(THE RECORDS begins)

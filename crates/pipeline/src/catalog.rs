use crate::error::{PipelineError, Result};
use serde::{Deserialize, Serialize};
use std::collections::BTreeMap;
use std::path::Path;

/// Token limits of one generation model
#[derive(Debug, Clone, Copy, PartialEq, Eq, Serialize, Deserialize)]
pub struct ModelLimits {
    pub max_context: usize,
    pub max_response: usize,
}

/// Known generation models and their limits.
///
/// The file format is `{ "models": { "<id>": { "max_context": N, "max_response": N } } }`.
#[derive(Debug, Clone, Serialize, Deserialize)]
pub struct ModelCatalog {
    models: BTreeMap<String, ModelLimits>,
}

impl ModelCatalog {
    pub fn builtin() -> Self {
        let entries = [
            ("meta-llama/llama-3-8b-instruct:free", 8_192, 4_096),
            ("meta-llama/llama-3.1-70b-instruct", 131_072, 8_192),
            ("accounts/fireworks/models/llama-v3p1-8b-instruct", 131_072, 16_384),
            ("accounts/fireworks/models/llama-v3p1-70b-instruct", 131_072, 16_384),
            ("accounts/fireworks/models/qwen2p5-coder-32b-instruct", 32_768, 4_096),
            ("gpt-4o", 128_000, 16_384),
            ("gpt-4o-mini", 128_000, 16_384),
        ];
        let models = entries
            .into_iter()
            .map(|(id, max_context, max_response)| {
                (
                    id.to_string(),
                    ModelLimits {
                        max_context,
                        max_response,
                    },
                )
            })
            .collect();
        Self { models }
    }

    pub fn from_json(raw: &str) -> Result<Self> {
        serde_json::from_str(raw)
            .map_err(|e| PipelineError::configuration(format!("Invalid model catalog: {e}")))
    }

    pub fn from_file(path: impl AsRef<Path>) -> Result<Self> {
        let path = path.as_ref();
        let raw = std::fs::read_to_string(path).map_err(|e| {
            PipelineError::configuration(format!(
                "Failed to read model catalog {}: {e}",
                path.display()
            ))
        })?;
        let catalog = Self::from_json(&raw)?;
        log::info!(
            "Loaded {} models from catalog {}",
            catalog.models.len(),
            path.display()
        );
        Ok(catalog)
    }

    /// Catalog file when given, built-in table otherwise
    pub fn load(path: Option<&Path>) -> Result<Self> {
        match path {
            Some(path) => Self::from_file(path),
            None => Ok(Self::builtin()),
        }
    }

    pub fn limits(&self, model: &str) -> Result<ModelLimits> {
        self.models.get(model).copied().ok_or_else(|| {
            let known = self.models.keys().map(String::as_str).collect::<Vec<_>>();
            PipelineError::configuration(format!(
                "Unsupported model '{model}'. Known models: {}",
                known.join(", ")
            ))
        })
    }

    pub fn model_ids(&self) -> impl Iterator<Item = &str> {
        self.models.keys().map(String::as_str)
    }
}

impl Default for ModelCatalog {
    fn default() -> Self {
        Self::builtin()
    }
}

#[cfg(test)]
mod tests {
    use super::*;

    #[test]
    fn builtin_contains_default_model() {
        let catalog = ModelCatalog::builtin();
        let limits = catalog
            .limits("accounts/fireworks/models/llama-v3p1-70b-instruct")
            .unwrap();
        assert!(limits.max_response < limits.max_context);
    }

    #[test]
    fn unknown_model_is_configuration_error() {
        let err = ModelCatalog::builtin().limits("no-such-model").unwrap_err();
        assert!(matches!(err, PipelineError::Configuration(_)));
        assert!(err.to_string().contains("gpt-4o"));
    }

    #[test]
    fn parses_catalog_document() {
        let catalog = ModelCatalog::from_json(
            r#"{"models": {"tiny": {"max_context": 1024, "max_response": 512}}}"#,
        )
        .unwrap();
        assert_eq!(
            catalog.limits("tiny").unwrap(),
            ModelLimits {
                max_context: 1024,
                max_response: 512
            }
        );
        assert_eq!(catalog.model_ids().collect::<Vec<_>>(), vec!["tiny"]);
    }

    #[test]
    fn malformed_catalog_rejected() {
        assert!(matches!(
            ModelCatalog::from_json("{\"models\": 3}"),
            Err(PipelineError::Configuration(_))
        ));
    }
}
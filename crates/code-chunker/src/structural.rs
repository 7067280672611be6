use crate::error::{ChunkerError, Result};
use crate::language::Language;
use tree_sitter::Parser;

/// Cuts source text at the start of each top-level syntax node.
///
/// Gaps between nodes (blank lines, comments the grammar attaches to no node) stay
/// with the node that follows them, so concatenating the pieces yields the input.
pub(crate) struct StructuralSplitter {
    parser: Parser,
    language: Language,
}

impl StructuralSplitter {
    pub(crate) fn new(language: Language) -> Result<Self> {
        if !language.supports_ast() {
            return Err(ChunkerError::unsupported_language(language.as_str()));
        }

        let ts_language = language.tree_sitter_language()?;
        let mut parser = Parser::new();
        parser
            .set_language(&ts_language)
            .map_err(|e| ChunkerError::tree_sitter(format!("Failed to set language: {e}")))?;

        Ok(Self { parser, language })
    }

    pub(crate) fn pieces<'t>(&mut self, content: &'t str) -> Result<Vec<&'t str>> {
        let tree = self
            .parser
            .parse(content, None)
            .ok_or_else(|| ChunkerError::parse("Failed to parse source code"))?;

        let root = tree.root_node();
        if root.has_error() {
            return Err(ChunkerError::parse(format!(
                "{} source has syntax errors",
                self.language.as_str()
            )));
        }

        let mut cursor = root.walk();
        let mut boundaries: Vec<usize> = root
            .children(&mut cursor)
            .map(|child| child.start_byte())
            .filter(|&offset| offset > 0 && offset < content.len())
            .collect();
        boundaries.dedup();

        let mut pieces = Vec::with_capacity(boundaries.len() + 1);
        let mut start = 0;
        for boundary in boundaries {
            let piece = content
                .get(start..boundary)
                .ok_or_else(|| ChunkerError::parse("node boundary is not a char boundary"))?;
            if !piece.is_empty() {
                pieces.push(piece);
            }
            start = boundary;
        }
        if let Some(tail) = content.get(start..) {
            if !tail.is_empty() {
                pieces.push(tail);
            }
        }

        log::debug!(
            "Structural split produced {} top-level pieces ({})",
            pieces.len(),
            self.language.as_str()
        );
        Ok(pieces)
    }
}
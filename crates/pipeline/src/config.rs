use crate::backend::Provider;
use crate::error::{PipelineError, Result};
use patchwise_code_chunker::ChunkerConfig;
use serde::{Deserialize, Serialize};
use std::path::{Path, PathBuf};

/// What a stage does when one fault or fragment fails
#[derive(Debug, Clone, Copy, PartialEq, Eq, Serialize, Deserialize)]
#[serde(rename_all = "lowercase")]
pub enum FailurePolicy {
    /// Propagate the error; the stage produces nothing
    Abort,
    /// Log, drop that item and continue with the next one
    Skip,
}

#[derive(Debug, Clone, Serialize, Deserialize)]
#[serde(default)]
pub struct BackendConfig {
    pub provider: Provider,
    pub model: String,
    /// Environment variable holding the API key; provider default when unset
    pub api_key_env: Option<String>,
    pub timeout_secs: u64,
    pub temperature: Option<f32>,
    /// Model catalog JSON; built-in catalog when unset
    pub catalog: Option<PathBuf>,
}

impl Default for BackendConfig {
    fn default() -> Self {
        Self {
            provider: Provider::Fireworks,
            model: "accounts/fireworks/models/llama-v3p1-70b-instruct".to_string(),
            api_key_env: None,
            timeout_secs: 60,
            temperature: None,
            catalog: None,
        }
    }
}

/// Pipeline settings, loaded from TOML with `PATCHWISE_*` overrides
#[derive(Debug, Clone, Serialize, Deserialize)]
#[serde(default)]
pub struct PipelineConfig {
    pub index_path: PathBuf,
    pub chunk_size: usize,
    pub chunk_overlap: usize,
    pub chunk_line_span: usize,
    pub retrieval_k: usize,
    /// Tokens reserved for prompt overhead when sizing localization chunks
    pub response_safety_margin: usize,
    pub context_safety_margin: usize,
    pub synthesis_policy: FailurePolicy,
    pub integration_policy: FailurePolicy,
    /// `tokenizer.json` for token budgeting; one token per char when unset
    pub tokenizer: Option<PathBuf>,
    pub backend: BackendConfig,
}

impl Default for PipelineConfig {
    fn default() -> Self {
        Self {
            index_path: PathBuf::from("code_index.json"),
            chunk_size: 500,
            chunk_overlap: 50,
            chunk_line_span: 10,
            retrieval_k: 5,
            response_safety_margin: 250,
            context_safety_margin: 250,
            synthesis_policy: FailurePolicy::Abort,
            integration_policy: FailurePolicy::Skip,
            tokenizer: None,
            backend: BackendConfig::default(),
        }
    }
}

impl PipelineConfig {
    pub fn from_toml(raw: &str) -> Result<Self> {
        toml::from_str(raw)
            .map_err(|e| PipelineError::configuration(format!("Invalid config: {e}")))
    }

    /// Read `path` (defaults when `None`), then apply environment overrides and validate
    pub fn load(path: Option<&Path>) -> Result<Self> {
        Self::load_with_env(path, |key| std::env::var(key).ok())
    }

    /// [`PipelineConfig::load`] with overrides looked up through `lookup`
    pub fn load_with_env<F>(path: Option<&Path>, lookup: F) -> Result<Self>
    where
        F: Fn(&str) -> Option<String>,
    {
        let mut config = match path {
            Some(path) => {
                let raw = std::fs::read_to_string(path).map_err(|e| {
                    PipelineError::configuration(format!(
                        "Failed to read config {}: {e}",
                        path.display()
                    ))
                })?;
                log::debug!("Loaded config from {}", path.display());
                Self::from_toml(&raw)?
            }
            None => Self::default(),
        };
        config.apply_env_overrides_from(lookup)?;
        config.validate()?;
        Ok(config)
    }

    pub fn apply_env_overrides_from<F>(&mut self, lookup: F) -> Result<()>
    where
        F: Fn(&str) -> Option<String>,
    {
        let get = |key: &str| lookup(key).filter(|v| !v.trim().is_empty());

        if let Some(path) = get("PATCHWISE_INDEX_PATH") {
            self.index_path = PathBuf::from(path);
        }
        if let Some(model) = get("PATCHWISE_MODEL") {
            self.backend.model = model;
        }
        if let Some(provider) = get("PATCHWISE_PROVIDER") {
            self.backend.provider = provider.parse()?;
        }
        if let Some(path) = get("PATCHWISE_TOKENIZER") {
            self.tokenizer = Some(PathBuf::from(path));
        }
        if let Some(path) = get("PATCHWISE_CATALOG") {
            self.backend.catalog = Some(PathBuf::from(path));
        }
        Ok(())
    }

    pub fn validate(&self) -> Result<()> {
        self.chunker_config()
            .validate()
            .map_err(PipelineError::configuration)?;
        if self.retrieval_k == 0 {
            return Err(PipelineError::configuration("retrieval_k must be > 0"));
        }
        if self.backend.timeout_secs == 0 {
            return Err(PipelineError::configuration("backend.timeout_secs must be > 0"));
        }
        Ok(())
    }

    pub fn chunker_config(&self) -> ChunkerConfig {
        ChunkerConfig {
            chunk_size: self.chunk_size,
            chunk_overlap: self.chunk_overlap,
            line_span: self.chunk_line_span,
            ..ChunkerConfig::default()
        }
    }
}

#[cfg(test)]
mod tests {
    use super::*;
    use std::collections::HashMap;

    #[test]
    fn defaults() {
        let config = PipelineConfig::default();
        assert_eq!(config.chunk_size, 500);
        assert_eq!(config.chunk_overlap, 50);
        assert_eq!(config.retrieval_k, 5);
        assert_eq!(config.synthesis_policy, FailurePolicy::Abort);
        assert_eq!(config.integration_policy, FailurePolicy::Skip);
        config.validate().unwrap();
    }

    #[test]
    fn partial_toml_keeps_defaults() {
        let config = PipelineConfig::from_toml(
            r#"
retrieval_k = 3
synthesis_policy = "skip"

[backend]
provider = "openrouter"
model = "meta-llama/llama-3-8b-instruct:free"
"#,
        )
        .unwrap();
        assert_eq!(config.retrieval_k, 3);
        assert_eq!(config.synthesis_policy, FailurePolicy::Skip);
        assert_eq!(config.backend.provider, Provider::OpenRouter);
        assert_eq!(config.backend.timeout_secs, 60);
        assert_eq!(config.chunk_size, 500);
    }

    #[test]
    fn unknown_provider_in_toml() {
        let err = PipelineConfig::from_toml("[backend]\nprovider = \"acme\"\n").unwrap_err();
        assert!(matches!(err, PipelineError::Configuration(_)));
    }

    #[test]
    fn env_overrides() {
        let env: HashMap<&str, &str> = [
            ("PATCHWISE_INDEX_PATH", "/tmp/idx.json"),
            ("PATCHWISE_MODEL", "gpt-4o-mini"),
            ("PATCHWISE_PROVIDER", "openai"),
            ("PATCHWISE_TOKENIZER", ""),
        ]
        .into_iter()
        .collect();
        let mut config = PipelineConfig::default();
        config
            .apply_env_overrides_from(|key| env.get(key).map(|v| v.to_string()))
            .unwrap();
        assert_eq!(config.index_path, PathBuf::from("/tmp/idx.json"));
        assert_eq!(config.backend.model, "gpt-4o-mini");
        assert_eq!(config.backend.provider, Provider::OpenAi);
        assert!(config.tokenizer.is_none());
    }

    #[test]
    fn bad_provider_override() {
        let mut config = PipelineConfig::default();
        let result = config.apply_env_overrides_from(|key| {
            (key == "PATCHWISE_PROVIDER").then(|| "nope".to_string())
        });
        assert!(result.is_err());
    }

    #[test]
    fn overlap_must_be_below_chunk_size() {
        let config = PipelineConfig {
            chunk_size: 100,
            chunk_overlap: 100,
            ..Default::default()
        };
        assert!(matches!(
            config.validate(),
            Err(PipelineError::Configuration(_))
        ));
    }

    #[test]
    fn load_from_file() {
        let dir = tempfile::TempDir::new().unwrap();
        let path = dir.path().join("patchwise.toml");
        std::fs::write(&path, "chunk_size = 200\nchunk_overlap = 20\n").unwrap();
        let config = PipelineConfig::load_with_env(Some(&path), |_| None).unwrap();
        assert_eq!(config.chunk_size, 200);
        assert_eq!(config.backend.provider, Provider::Fireworks);

        let missing = dir.path().join("missing.toml");
        assert!(PipelineConfig::load_with_env(Some(&missing), |_| None).is_err());
    }

    #[test]
    fn load_applies_overrides_and_validates() {
        let dir = tempfile::TempDir::new().unwrap();
        let path = dir.path().join("patchwise.toml");
        std::fs::write(&path, "chunk_size = 200\nchunk_overlap = 20\n").unwrap();

        let config = PipelineConfig::load_with_env(Some(&path), |key| {
            (key == "PATCHWISE_MODEL").then(|| "gpt-4o".to_string())
        })
        .unwrap();
        assert_eq!(config.backend.model, "gpt-4o");

        std::fs::write(&path, "chunk_size = 20\nchunk_overlap = 20\n").unwrap();
        assert!(PipelineConfig::load_with_env(Some(&path), |_| None).is_err());
    }
}
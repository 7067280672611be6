use serde::{Deserialize, Serialize};

/// A named blob of source text handed to the index
#[derive(Debug, Clone, PartialEq, Eq)]
pub struct FileContent {
    pub filename: String,
    pub content: String,
}

impl FileContent {
    pub fn new(filename: impl Into<String>, content: impl Into<String>) -> Self {
        Self {
            filename: filename.into(),
            content: content.into(),
        }
    }
}

#[derive(Debug, Clone, PartialEq, Eq, Serialize, Deserialize)]
pub struct ChunkMetadata {
    pub source_file: String,
    /// Position of the chunk within its source file
    pub ordinal: usize,
    /// Coarse locator, `ordinal * line_span`
    pub approx_start_line: usize,
    pub language: String,
}

/// Chunk text plus metadata; one per slot in the vector index
#[derive(Debug, Clone, PartialEq, Eq, Serialize, Deserialize)]
pub struct IndexedChunk {
    pub text: String,
    pub metadata: ChunkMetadata,
}

#[derive(Debug, Clone, Serialize)]
pub struct RetrievedChunk {
    pub chunk_text: String,
    pub metadata: ChunkMetadata,
    /// `1 / (1 + d)` for squared L2 distance `d`
    pub similarity_score: f32,
}
use crate::backend::TextGenerator;
use crate::catalog::{ModelCatalog, ModelLimits};
use crate::config::PipelineConfig;
use crate::error::{PipelineError, Result};
use patchwise_code_chunker::{CodepointCodec, HfTokenizer, TokenCodec};
use std::sync::Arc;

/// Handle on one generation model: the backend, its tokenizer and its limits.
///
/// Stages borrow the session for every call instead of reaching for shared state.
#[derive(Clone)]
pub struct ModelSession {
    model: String,
    limits: ModelLimits,
    /// Tokens of `max_context` kept free for the response framing
    context_margin: usize,
    generator: Arc<dyn TextGenerator>,
    codec: Arc<dyn TokenCodec>,
}

impl ModelSession {
    pub fn new(
        model: impl Into<String>,
        limits: ModelLimits,
        generator: Arc<dyn TextGenerator>,
        codec: Arc<dyn TokenCodec>,
    ) -> Self {
        Self {
            model: model.into(),
            limits,
            context_margin: 0,
            generator,
            codec,
        }
    }

    /// Resolve model limits from the configured catalog and the tokenizer from
    /// `config.tokenizer`, falling back to one token per character
    pub fn from_config(config: &PipelineConfig, generator: Arc<dyn TextGenerator>) -> Result<Self> {
        let catalog = ModelCatalog::load(config.backend.catalog.as_deref())?;
        let limits = catalog.limits(&config.backend.model)?;
        let codec: Arc<dyn TokenCodec> = match &config.tokenizer {
            Some(path) => Arc::new(HfTokenizer::from_file(path)?),
            None => {
                log::debug!("No tokenizer configured, counting one token per character");
                Arc::new(CodepointCodec)
            }
        };
        Ok(Self::new(config.backend.model.clone(), limits, generator, codec)
            .with_context_margin(config.context_safety_margin))
    }

    #[must_use]
    pub fn with_context_margin(mut self, margin: usize) -> Self {
        self.context_margin = margin;
        self
    }

    pub async fn generate(&self, prompt: &str) -> Result<String> {
        log::debug!("Requesting completion from {} ({} chars)", self.model, prompt.len());
        let response = self.generator.generate(prompt).await?;
        log::debug!("Received {} chars from {}", response.len(), self.model);
        Ok(response)
    }

    pub fn model(&self) -> &str {
        &self.model
    }

    pub const fn limits(&self) -> ModelLimits {
        self.limits
    }

    pub fn codec(&self) -> &dyn TokenCodec {
        self.codec.as_ref()
    }

    /// `max_response - margin`; a non-positive budget is a configuration error
    pub fn response_budget(&self, margin: usize) -> Result<usize> {
        match self.limits.max_response.checked_sub(margin) {
            Some(budget) if budget > 0 => Ok(budget),
            _ => Err(PipelineError::configuration(format!(
                "max_response {} of '{}' leaves no room after a {margin}-token margin",
                self.limits.max_response, self.model
            ))),
        }
    }

    pub fn token_count(&self, text: &str) -> Result<usize> {
        Ok(self.codec.count(text)?)
    }

    /// Whether `text` fits in `max_context` minus the context margin
    pub fn is_within_context_window(&self, text: &str) -> Result<bool> {
        let count = self.token_count(text)?;
        let window = self.limits.max_context.saturating_sub(self.context_margin);
        log::debug!("{count} tokens against context window {window}");
        Ok(count <= window)
    }

    pub fn is_within_response_window(&self, text: &str) -> Result<bool> {
        let count = self.token_count(text)?;
        log::debug!("{count} tokens against response window {}", self.limits.max_response);
        Ok(count <= self.limits.max_response)
    }
}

(THE RECORDS ends)

* [TASK ITEM]:
Find "pub struct RetrievedChunk" in the entries above and copy that whole line exactly, then each line after it through the line that contains "pub struct ModelSession".

* [YOUR RESPONSE]:
pub struct RetrievedChunk {
    pub chunk_text: String,
    pub metadata: ChunkMetadata,
    /// `1 / (1 + d)` for squared L2 distance `d`
    pub similarity_score: f32,
}
use crate::backend::TextGenerator;
use crate::catalog::{ModelCatalog, ModelLimits};
use crate::config::PipelineConfig;
use crate::error::{PipelineError, Result};
use patchwise_code_chunker::{CodepointCodec, HfTokenizer, TokenCodec};
use std::sync::Arc;

/// Handle on one generation model: the backend, its tokenizer and its limits.
///
/// Stages borrow the session for every call instead of reaching for shared state.
#[derive(Clone)]
pub struct ModelSession {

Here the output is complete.